Autorretratos de hielo | El libro en el espejo

(I)

Anclados en las coordenadas de nuestro presente, nuestros libros de cabecera también se nutren de la ciudad que nos define en el Golfo de México.

Para un lector tampiqueño, transitar por Víctor Hugo implica deambular por un París que, muy a su manera, sabe impregnarse de los bulevares más sudorosos del río Pánuco; en este mismo sentido, el Tokio de Haruki Murakami, o el Nairobi de Karen Blixen, o el Tánger de Juan Goytisolo…, todos ellos nos hacen presentir que las tardes de Kenia, los amaneceres en Japón y las medias noches de Marruecos emanan un olorcillo emparentado con la Plaza de Armas cuando llueve. Por ello, aceptémoslo desde el primer párrafo: las aceras de cualquier mundo novelesco doblarán siempre en la esquina más instintiva de nuestros vagabundeos de trópico.

En cambio, cuando un autor extranjero ofrece rostro literario a lo tampiqueño —y siempre será extranjero quien pida explicaciones sobre la huapilla o el agua de jobito— sucede algo distinto. Entonces nos tallamos el alma y nos limpiamos los ojos antes de volver sobre las líneas precedentes para comprobar las sustancias de ficción recién adquiridas por el terruño. Allí, nuestra ciudad accede a una insólita mayoría de edad, a saber, aquella que la consagra como extensión de la fantasía. A la mitad de una novela o de un buen libro de memorias, una y otra vez la mirada confirmará que “Tampico” es un renglón que puede ser vivido, y presentido, y soñado, ¡y aun desmentido!, desde las mil nacionalidades de quienes algún día recorrerán las sílabas de la zona centro con sus propias traducciones.

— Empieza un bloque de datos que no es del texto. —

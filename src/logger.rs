/*
 * Copyright (c) 2025 pgElephant. All rights reserved.
 *
 * FauxGate - MongoDB wire-compatible front end for DocumentDB on PostgreSQL
 *
 * @file logger.rs
 * @brief Structured logging on top of tracing
 */

use crate::config::LoggingConfig;
use crate::error::{FauxGateError, Result};
use chrono::{DateTime, Utc};
use std::fmt;
use std::fmt::Write as _;
use std::str::FromStr;
use tracing::{Level, Subscriber};
use tracing_subscriber::{layer::SubscriberExt, util::SubscriberInitExt, EnvFilter, Registry};

#[derive(Debug, Clone, Copy, PartialEq, Eq, PartialOrd, Ord)]
pub enum LogLevel {
    Debug,
    Info,
    Warning,
    Error,
}

impl fmt::Display for LogLevel {
    fn fmt(&self, f: &mut fmt::Formatter<'_>) -> fmt::Result {
        match self {
            LogLevel::Debug => write!(f, "DEBUG"),
            LogLevel::Info => write!(f, "INFO "),
            LogLevel::Warning => write!(f, "WARN "),
            LogLevel::Error => write!(f, "ERROR"),
        }
    }
}

impl From<Level> for LogLevel {
    fn from(level: Level) -> Self {
        match level {
            Level::TRACE | Level::DEBUG => LogLevel::Debug,
            Level::INFO => LogLevel::Info,
            Level::WARN => LogLevel::Warning,
            Level::ERROR => LogLevel::Error,
        }
    }
}

impl FromStr for LogLevel {
    type Err = FauxGateError;

    fn from_str(s: &str) -> Result<Self> {
        match s.to_ascii_lowercase().as_str() {
            "trace" | "debug" => Ok(LogLevel::Debug),
            "info" => Ok(LogLevel::Info),
            "warn" | "warning" => Ok(LogLevel::Warning),
            "error" => Ok(LogLevel::Error),
            other => Err(FauxGateError::Config(format!("Unknown log level: {}", other))),
        }
    }
}

impl LogLevel {
    fn filter_directive(&self) -> &'static str {
        match self {
            LogLevel::Debug => "debug",
            LogLevel::Info => "info",
            LogLevel::Warning => "warn",
            LogLevel::Error => "error",
        }
    }

    fn symbol(&self) -> &'static str {
        match self {
            LogLevel::Debug => "•",
            LogLevel::Info => "✓",
            LogLevel::Warning => "⚠",
            LogLevel::Error => "✗",
        }
    }
}

#[derive(Debug, Clone)]
pub struct FauxGateLogEvent {
    pub timestamp: DateTime<Utc>,
    pub level: LogLevel,
    pub pid: u32,
    pub message: String,
    /// Structured fields other than `message`, already rendered as `key=value`.
    pub fields: Vec<(String, String)>,
    pub target: String,
    pub line: Option<u32>,
}

impl FauxGateLogEvent {
    pub fn new(level: LogLevel, message: String) -> Self {
        Self {
            timestamp: Utc::now(),
            level,
            pid: std::process::id(),
            message,
            fields: Vec::new(),
            target: "fauxgate".to_string(),
            line: None,
        }
    }

    fn render_fields(&self) -> String {
        let mut out = String::new();
        for (key, value) in &self.fields {
            let _ = write!(out, " {}={}", key, value);
        }
        out
    }

    pub fn format_compact(&self) -> String {
        format!(
            "{} {} {} : FauxGate [{}]{}",
            self.level.symbol(),
            self.pid,
            self.timestamp.format("%Y-%m-%d %H:%M:%S%.3f"),
            self.message,
            self.render_fields()
        )
    }

    pub fn format_detailed(&self) -> String {
        let location = match self.line {
            Some(line) => format!(" {}:{}", self.target, line),
            None => format!(" {}", self.target),
        };

        format!(
            "{} {} {} {} : FauxGate [{}]{}{}",
            self.level.symbol(),
            self.pid,
            self.timestamp.format("%Y-%m-%d %H:%M:%S%.3f"),
            self.level,
            self.message,
            self.render_fields(),
            location
        )
    }
}

/// Formats every tracing event as one FauxGate log line on stderr.
pub struct FauxGateTracingLayer {
    detailed: bool,
}

impl FauxGateTracingLayer {
    pub fn new(detailed: bool) -> Self {
        Self { detailed }
    }
}

impl<S> tracing_subscriber::Layer<S> for FauxGateTracingLayer
where
    S: Subscriber + for<'a> tracing_subscriber::registry::LookupSpan<'a>,
{
    fn on_event(&self, event: &tracing::Event<'_>, _ctx: tracing_subscriber::layer::Context<'_, S>) {
        let metadata = event.metadata();

        let mut visitor = LogVisitor::default();
        event.record(&mut visitor);

        let mut log_event = FauxGateLogEvent::new(
            LogLevel::from(*metadata.level()),
            visitor
                .message
                .unwrap_or_else(|| metadata.name().to_string()),
        );
        log_event.fields = visitor.fields;
        log_event.target = metadata.target().to_string();
        log_event.line = metadata.line();

        let formatted = if self.detailed {
            log_event.format_detailed()
        } else {
            log_event.format_compact()
        };
        eprintln!("{}", formatted);
    }
}

#[derive(Default)]
struct LogVisitor {
    message: Option<String>,
    fields: Vec<(String, String)>,
}

impl tracing::field::Visit for LogVisitor {
    fn record_str(&mut self, field: &tracing::field::Field, value: &str) {
        if field.name() == "message" {
            self.message = Some(value.to_string());
        } else {
            self.fields.push((field.name().to_string(), value.to_string()));
        }
    }

    fn record_debug(&mut self, field: &tracing::field::Field, value: &dyn fmt::Debug) {
        if field.name() == "message" {
            self.message = Some(format!("{:?}", value));
        } else {
            self.fields
                .push((field.name().to_string(), format!("{:?}", value)));
        }
    }
}

/// Installs the global subscriber. `RUST_LOG` overrides the configured level.
pub fn init_tracing_logger(config: &LoggingConfig) -> Result<()> {
    let level: LogLevel = config.level.parse()?;
    let filter = EnvFilter::try_from_default_env()
        .unwrap_or_else(|_| EnvFilter::new(level.filter_directive()));

    Registry::default()
        .with(filter)
        .with(FauxGateTracingLayer::new(config.format == "detailed"))
        .try_init()
        .map_err(|e| FauxGateError::Config(format!("Failed to install logger: {}", e)))
}
impl Comparator {
    pub fn new(reference: Arc<dyn BackendExecutor>, config: DiffConfig) -> Self {
        Self {
            reference,
            config,
            stats: DiffStats::default(),
            reports: Mutex::new(VecDeque::new()),
        }
    }

    pub fn stats(&self) -> DiffStatsSnapshot {
        self.stats.snapshot()
    }

    pub fn recent_mismatches(&self) -> Vec<MismatchReport> {
        self.reports.lock().iter().cloned().collect()
    }

    /// Starts the reference worker for one client connection. The worker
    /// drains its queue after the session is dropped and stops early on
    /// `shutdown`. `live` is the primary's cursor registry, used to forget
    /// cursor pairs whose primary side expired.
    pub fn session(
        self: &Arc<Self>,
        connection_id: u64,
        shutdown: CancellationToken,
        live: Arc<CursorManager>,
    ) -> DiffSession {
        let (tx, mut rx) = mpsc::channel::<DiffJob>(self.config.queue_capacity.max(1));
        let comparator = Arc::clone(self);

        tokio::spawn(async move {
            let mut cursor_ids: HashMap<i64, i64> = HashMap::new();
            loop {
                let job = tokio::select! {
                    _ = shutdown.cancelled() => break,
                    job = rx.recv() => match job {
                        Some(job) => job,
                        None => break,
                    },
                };
                comparator
                    .process(connection_id, &mut cursor_ids, job, &shutdown)
                    .await;

                if cursor_ids.len() > CURSOR_PAIRS_BEFORE_PRUNE {
                    let before = cursor_ids.len();
                    cursor_ids.retain(|primary, _| live.contains(*primary));
                    debug!(connection_id, pruned = before - cursor_ids.len(), "pruned cursor pairs");
                }
            }
            debug!(connection_id, "differential worker stopped");
        });

        DiffSession {
            tx,
            comparator: Arc::clone(self),
        }
    }

    async fn process(
        &self,
        connection_id: u64,
        cursor_ids: &mut HashMap<i64, i64>,
        job: DiffJob,
        shutdown: &CancellationToken,
    ) {
        let Some(command) = rewrite_request(&job, cursor_ids) else {
            self.stats.skipped.fetch_add(1, Ordering::Relaxed);
            counter!("fauxgate_diff_skipped_total").increment(1);
            debug!(command = %job.command, "no reference cursor for request, skipping");
            return;
        };

        self.stats.attempts.fetch_add(1, Ordering::Relaxed);
        counter!("fauxgate_diff_attempts_total").increment(1);

        let ctx = CallContext::new(shutdown.child_token())
            .with_timeout(Duration::from_millis(self.config.timeout_ms));
        let outcome = ctx
            .run(self.reference.execute(&ctx, &job.database, &command))
            .await;

        let mut reference = match outcome {
            Ok(reply) => reply,
            Err(e @ FauxGateError::Backend { .. }) => e.to_document(),
            Err(FauxGateError::Timeout(_)) => {
                self.stats.timeouts.fetch_add(1, Ordering::Relaxed);
                counter!("fauxgate_diff_timeouts_total").increment(1);
                warn!(command = %job.command, database = %job.database, "reference call timed out");
                return;
            }
            Err(FauxGateError::Interrupted(_)) => return,
            Err(e) => {
                self.stats.errors.fetch_add(1, Ordering::Relaxed);
                counter!("fauxgate_diff_errors_total").increment(1);
                warn!(command = %job.command, error = %e, "reference call failed");
                return;
            }
        };

        track_cursor_ids(&job, &mut reference, cursor_ids);

        let differences = compare(&self.normalize(&job.primary), &self.normalize(&reference));
        if differences.is_empty() {
            self.stats.matches.fetch_add(1, Ordering::Relaxed);
            counter!("fauxgate_diff_matches_total").increment(1);
            return;
        }

        self.stats.mismatches.fetch_add(1, Ordering::Relaxed);
        counter!("fauxgate_diff_mismatches_total", "command" => job.command.clone()).increment(1);

        let summary: Vec<String> = differences.iter().map(ToString::to_string).collect();
        warn!(
            connection_id,
            command = %job.command,
            database = %job.database,
            differences = %summary.join("; "),
            "differential mismatch"
        );

        let mut reports = self.reports.lock();
        reports.push_back(MismatchReport {
            timestamp: Utc::now(),
            connection_id,
            command: job.command,
            database: job.database,
            request: job.request,
            differences,
        });
        while reports.len() > self.config.retained_reports {
            reports.pop_front();
        }
    }

    /// Strips fields that legitimately differ between servers.
    pub fn normalize(&self, response: &Document) -> Document {
        let mut normalized = normalize_document(response);

        if let Ok(cursor) = normalized.get_document_mut("cursor") {
            let live = match cursor.get("id") {
                Some(Bson::Int64(id)) => *id != 0,
                Some(Bson::Int32(id)) => *id != 0,
                Some(Bson::Double(id)) => *id != 0.0,
                _ => false,
            };
            if live {
                cursor.insert("id", CURSOR_PLACEHOLDER);
            }
        }

        let failed = matches!(normalized.get("ok"), Some(Bson::Double(v)) if *v == 0.0);
        if failed && self.config.ignore_error_messages {
            normalized.remove("errmsg");
        }

        for path in &self.config.volatile_fields {
            remove_path(&mut normalized, path);
        }
        normalized
    }
}
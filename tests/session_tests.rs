/*
 * Copyright (c) 2025 pgElephant. All rights reserved.
 *
 * FauxGate - MongoDB wire-compatible front end for DocumentDB on PostgreSQL
 *
 * @file session_tests.rs
 * @brief Session lifecycle, cursor ownership and idle expiry
 */

mod common;

use anyhow::Result;
use bson::doc;
use common::MemoryExecutor;
use fauxgate::config::{CursorConfig, SessionConfig};
use fauxgate::cursor::{CursorManager, Namespace};
use fauxgate::session::{SessionId, SessionManager};
use std::sync::Arc;
use std::time::Duration;
use tokio_util::sync::CancellationToken;
use uuid::Uuid;

fn managers(idle_timeout_secs: u64) -> (Arc<SessionManager>, Arc<CursorManager>) {
    let cursors = Arc::new(CursorManager::new(
        &CursorConfig::default(),
        Arc::new(MemoryExecutor::new()),
    ));
    let config = SessionConfig {
        idle_timeout_secs,
        sweep_interval_secs: 1,
    };
    let sessions = Arc::new(SessionManager::new(&config, Arc::clone(&cursors)));
    (sessions, cursors)
}

fn owned_cursor(cursors: &CursorManager, owner: SessionId) -> i64 {
    cursors.create(Namespace::new("db", "items"), None, vec![doc! {}], 1, Some(owner))
}

#[tokio::test]
async fn test_touch_creates_and_refreshes() -> Result<()> {
    let (sessions, _) = managers(60);
    let id = SessionId(Uuid::new_v4());

    assert!(sessions.get(&id).is_none());
    sessions.touch(id);
    sessions.touch(id);

    assert_eq!(sessions.len(), 1);
    let info = sessions.get(&id).expect("session");
    assert_eq!(info.id, id);
    assert!(info.cursors.is_empty());
    Ok(())
}

#[tokio::test]
async fn test_end_kills_owned_cursors() -> Result<()> {
    let (sessions, cursors) = managers(60);
    let id = SessionId(Uuid::new_v4());
    let other = SessionId(Uuid::new_v4());

    let mine = owned_cursor(&cursors, id);
    sessions.attach_cursor(id, mine);
    let theirs = owned_cursor(&cursors, other);
    sessions.attach_cursor(other, theirs);

    assert_eq!(sessions.get(&id).expect("session").cursors, vec![mine]);
    assert!(sessions.end(&id));
    assert!(!sessions.end(&id));

    assert!(cursors.get_info(mine).is_none());
    assert!(cursors.get_info(theirs).is_some());
    assert_eq!(sessions.len(), 1);
    Ok(())
}

#[tokio::test]
async fn test_kill_sessions_covers_untracked_owner() -> Result<()> {
    let (sessions, cursors) = managers(60);
    let tracked = SessionId(Uuid::new_v4());
    let untracked = SessionId(Uuid::new_v4());

    let a = owned_cursor(&cursors, tracked);
    sessions.attach_cursor(tracked, a);
    // Registered with an owner the session manager never saw.
    let b = owned_cursor(&cursors, untracked);

    let mut killed = sessions.kill_sessions(&[tracked, untracked]);
    killed.sort_unstable();
    let mut expected = vec![a, b];
    expected.sort_unstable();

    assert_eq!(killed, expected);
    assert!(sessions.is_empty());
    assert!(cursors.is_empty());
    Ok(())
}

#[tokio::test(start_paused = true)]
async fn test_sweep_expires_idle_sessions_and_cursors() -> Result<()> {
    let (sessions, cursors) = managers(30);
    let stale = SessionId(Uuid::new_v4());
    let active = SessionId(Uuid::new_v4());

    let cursor = owned_cursor(&cursors, stale);
    sessions.attach_cursor(stale, cursor);
    sessions.touch(active);

    tokio::time::advance(Duration::from_secs(20)).await;
    sessions.touch(active);
    assert!(sessions.sweep().is_empty());

    tokio::time::advance(Duration::from_secs(15)).await;
    assert_eq!(sessions.sweep(), vec![stale]);
    assert!(sessions.get(&active).is_some());
    assert!(cursors.get_info(cursor).is_none());
    Ok(())
}

#[tokio::test(start_paused = true)]
async fn test_sweeper_stops_on_cancel() -> Result<()> {
    let (sessions, _) = managers(5);
    let id = SessionId(Uuid::new_v4());
    sessions.touch(id);

    let token = CancellationToken::new();
    let sweeper = tokio::spawn(Arc::clone(&sessions).run_sweeper(Duration::from_secs(1), token.clone()));

    tokio::time::sleep(Duration::from_secs(7)).await;
    assert!(sessions.get(&id).is_none());

    token.cancel();
    sweeper.await?;
    Ok(())
}

#[tokio::test(start_paused = true)]
async fn test_session_touched_after_cutoff_survives() -> Result<()> {
    let (sessions, cursors) = managers(30);
    let late = SessionId(Uuid::new_v4());
    let stale = SessionId(Uuid::new_v4());
    sessions.touch(late);
    sessions.touch(stale);
    let cursor = owned_cursor(&cursors, late);
    sessions.attach_cursor(late, cursor);

    tokio::time::advance(Duration::from_secs(40)).await;
    let cutoff = tokio::time::Instant::now();

    // Both were idle at the cutoff; one is used again before removal runs.
    tokio::time::advance(Duration::from_millis(1)).await;
    sessions.touch(late);

    assert_eq!(sessions.expire_unused_since(cutoff), vec![stale]);
    assert!(sessions.get(&late).is_some());
    assert!(cursors.get_info(cursor).is_some());
    Ok(())
}

#[tokio::test]
async fn test_expired_cursor_ids_are_dropped_from_session() -> Result<()> {
    let (sessions, cursors) = managers(60);
    let id = SessionId(Uuid::new_v4());

    let gone = owned_cursor(&cursors, id);
    sessions.attach_cursor(id, gone);
    let kept = owned_cursor(&cursors, id);
    sessions.attach_cursor(id, kept);

    // Killed behind the session's back, as an idle sweep would.
    assert_eq!(cursors.kill(&[gone]), vec![gone]);
    assert_eq!(sessions.get(&id).expect("session").cursors, vec![kept]);

    let next = owned_cursor(&cursors, id);
    sessions.attach_cursor(id, next);
    let mut expected = vec![kept, next];
    expected.sort_unstable();
    assert_eq!(sessions.get(&id).expect("session").cursors, expected);

    sessions.detach_cursor(&id, kept);
    assert_eq!(sessions.get(&id).expect("session").cursors, vec![next]);
    Ok(())
}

En fin, entremos de una buena vez en materia. En los días previos a mi viaje hacia el Polo Norte, recuerdo haber descubierto el nombre de “Tampico” en aquella novela de Fernando del Paso, “Noticias del imperio” (1987). En sus capítulos descubrí héroes diferentes y generales históricos peleando a brazo partido en las riberas del Tamesí, muy allá, durante la invasión francesa del siglo XIX. Entre otras cosas, gracias a Fernando del Paso aprendí que las guerras patrióticas también servían para pronunciar a los tatarabuelos de la calle Colón defendiendo su centro del mundo contra los mamelucos de Napoleón III —ahora que lo pienso bien, tal vez aquellas reacciones mías puedan explicarse en la innata necesidad de sentirnos descendientes naturales de alguna epopeya; difícil saberlo…, mejor seguir adelante.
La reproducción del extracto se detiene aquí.